Underscoring the difficulty of identifying copyrighted content, on September 25, 2006, YouTube issued an update to its release about the WMG deal to clarify potential confusion caused by the original announcement. In the updated statement, YouTube says its forthcoming audio identification technology will guard against reposting works that have previously been removed by request of the content holder, rather than automatically identifying copyrighted material as it is posted, as many assumed.
While Wharton experts acknowledge that the ultimate impact of the WMG deal with YouTube remains to be seen, most expect the web video giant to tinker with numerous business models. The big question is how likely is it that YouTube finds a business model that can balance the copyright concerns of all of the parties.
Doubters such as Cuban note that YouTube's potential business models may not matter because it will be forced to cut deals with numerous parties to pay royalties. Cuban argues that YouTube largely benefits by distributing content that is copyrighted.

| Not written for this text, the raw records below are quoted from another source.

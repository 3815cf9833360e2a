//! Caller-supplied schema catalog

use serde::{Deserialize, Serialize};
use std::collections::{BTreeMap, BTreeSet};

/// How a relationship join is expressed
#[derive(Debug, Clone, PartialEq, Eq, Serialize, Deserialize)]
#[serde(tag = "kind", rename_all = "snake_case")]
pub enum JoinOn {
    /// `<from>.<column> = <to>.<references>`
    ForeignKey { column: String, references: String },
    /// Raw `ON` condition taken verbatim from the catalog
    Expression { condition: String },
}

/// A join edge from a primary root to a related root
#[derive(Debug, Clone, PartialEq, Eq, Serialize, Deserialize)]
pub struct Relationship {
    pub from: String,
    pub to: String,
    pub on: JoinOn,
}

impl Relationship {
    pub fn foreign_key(
        from: impl Into<String>,
        to: impl Into<String>,
        column: impl Into<String>,
        references: impl Into<String>,
    ) -> Self {
        Self {
            from: from.into(),
            to: to.into(),
            on: JoinOn::ForeignKey {
                column: column.into(),
                references: references.into(),
            },
        }
    }

    pub fn expression(
        from: impl Into<String>,
        to: impl Into<String>,
        condition: impl Into<String>,
    ) -> Self {
        Self {
            from: from.into(),
            to: to.into(),
            on: JoinOn::Expression {
                condition: condition.into(),
            },
        }
    }

    /// Conventional edge: `<from>.<singular(to)>_id = <to>.id`
    pub fn conventional(from: impl Into<String>, to: impl Into<String>) -> Self {
        let to = to.into();
        let column = format!("{}_id", singular(&to));
        Self::foreign_key(from, to, column, "id")
    }
}

/// Partitioning declared for one root table
#[derive(Debug, Clone, PartialEq, Eq, Serialize, Deserialize)]
#[serde(rename_all = "snake_case")]
pub enum PartitionSpec {
    /// Consecutive `[lo, hi)` buckets of `interval` between `start` and `end`
    TimeBased {
        field: String,
        start: String,
        end: String,
        interval: String,
    },
    /// Explicit partition WHERE fragments
    WhereClauses(Vec<String>),
}

/// Schema knowledge the resolver and translator need.
///
/// Supplied by the caller as plain data; nothing here is fetched.
#[derive(Debug, Clone, Default, PartialEq, Serialize, Deserialize)]
#[serde(default)]
pub struct SchemaCatalog {
    /// Known root table / collection names
    pub roots: BTreeSet<String>,
    /// Dataset prefixes accepted in `dataset:collection:field` addresses
    pub datasets: BTreeSet<String>,
    /// Explicit join edges
    pub relationships: Vec<Relationship>,
    /// Logical name → physical column or raw SQL expression
    pub field_mapping: BTreeMap<String, String>,
    /// Array-valued columns as `<root>.<path>`; `contains` on them is membership
    pub array_columns: BTreeSet<String>,
    /// Partition spec per root, written as `{time_based: {...}}` or `{where_clauses: [...]}`
    #[serde(with = "serde_yaml::with::singleton_map_recursive")]
    pub partitioning: BTreeMap<String, PartitionSpec>,
}

impl SchemaCatalog {
    pub fn new() -> Self {
        Self::default()
    }

    pub fn with_root(mut self, root: impl Into<String>) -> Self {
        self.roots.insert(root.into());
        self
    }

    pub fn with_roots<I, S>(mut self, roots: I) -> Self
    where
        I: IntoIterator<Item = S>,
        S: Into<String>,
    {
        self.roots.extend(roots.into_iter().map(Into::into));
        self
    }

    pub fn with_dataset(mut self, dataset: impl Into<String>) -> Self {
        self.datasets.insert(dataset.into());
        self
    }

    /// Register a relationship. Both ends become known roots.
    pub fn with_relationship(mut self, relationship: Relationship) -> Self {
        self.roots.insert(relationship.from.clone());
        self.roots.insert(relationship.to.clone());
        self.relationships.push(relationship);
        self
    }

    pub fn with_field_mapping(
        mut self,
        logical: impl Into<String>,
        physical: impl Into<String>,
    ) -> Self {
        self.field_mapping.insert(logical.into(), physical.into());
        self
    }

    pub fn with_array_column(mut self, root: &str, path: &str) -> Self {
        self.array_columns.insert(format!("{}.{}", root, path));
        self
    }

    pub fn with_partition(mut self, root: impl Into<String>, spec: PartitionSpec) -> Self {
        self.partitioning.insert(root.into(), spec);
        self
    }

    pub fn is_root(&self, name: &str) -> bool {
        self.roots.contains(name)
    }

    pub fn is_dataset(&self, name: &str) -> bool {
        self.datasets.contains(name)
    }

    /// Explicit edge registered from `from` to `to`
    pub fn relationship(&self, from: &str, to: &str) -> Option<&Relationship> {
        self.relationships
            .iter()
            .find(|r| r.from == from && r.to == to)
    }

    pub fn mapped(&self, key: &str) -> Option<&str> {
        self.field_mapping.get(key).map(String::as_str)
    }

    pub fn is_array_column(&self, root: &str, path: &str) -> bool {
        self.array_columns.contains(&format!("{}.{}", root, path))
    }

    pub fn partition(&self, root: &str) -> Option<&PartitionSpec> {
        self.partitioning.get(root)
    }
}

/// Naive English singular used for conventional foreign-key names
pub fn singular(name: &str) -> String {
    if let Some(stem) = name.strip_suffix("ies") {
        return format!("{}y", stem);
    }
    for suffix in ["sses", "shes", "ches", "xes"] {
        if name.ends_with(suffix) {
            return name[..name.len() - 2].to_string();
        }
    }
    if name.ends_with('s') && !name.ends_with("ss") && !name.ends_with("us") {
        return name[..name.len() - 1].to_string();
    }
    name.to_string()
}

Although YouTube has fostered goodwill by removing potentially infringing videos at the request of their copyright owners, much of its success has come from pirated content. However, it only takes one lawsuit — and currently Universal Music has been an outspoken critic of YouTube — to derail the web video company's business, says Cuban.
While the company is currently defending itself in a copyright suit brought by a Los Angeles news service owned by Robert Tur regarding distribution of Tur's footage of the beating of truck driver Reginald Denny during the 1992 L.A. riots, YouTube has thus far avoided lawsuits from the major media outlets. Meanwhile, Cuban says that once YouTube becomes profitable, or is acquired by a company that has cash, odds are strong it will be sued.
"The copyright owners are just waiting for some pockets to sue. YouTube losing money means they won't sue… [But] the minute YouTube starts making money, raises a large amount [of cash] or sells the company, expect lawyers to come out of the woodwork," says Cuban. "I don't see that YouTube can do anything but go back to square one and only offer content they have completely cleared, which puts them right back with every other site."
Indeed, Universal Music chief executive Doug Morris referred to sites like YouTube and MySpace as "copyright infringers" at a recent Merrill Lynch investor conference. According to Reuters, Morris said that "these new businesses … owe us tens of millions of dollars." He also hinted that Universal's response will be "revealed shortly."
The challenge for YouTube: Find a business model that can allay those copyright concerns and eventually bring companies like Universal into the fold. Fader, Gayton, Waldfogel and Whitehouse say numerous models are possible, including many that resemble typical broadcast deals.
According to Fader, YouTube has the opportunity to find multiple business models even as it pays royalties to content providers. Among the possibilities: A radio-like model where YouTube pays royalties for content and relies on advertising, or keyword advertising linked to video categories and e-commerce referrals where YouTube points consumers to places to buy music and videos. Fader also wouldn't rule out a subscription-based model for YouTube. Waldfogel suggests that a pay-per-view model, say 50 cents for popular home video, could emerge. "YouTube hasn't tipped its hand much, but I hope they are contemplating many models and experimenting with more than one," says Fader.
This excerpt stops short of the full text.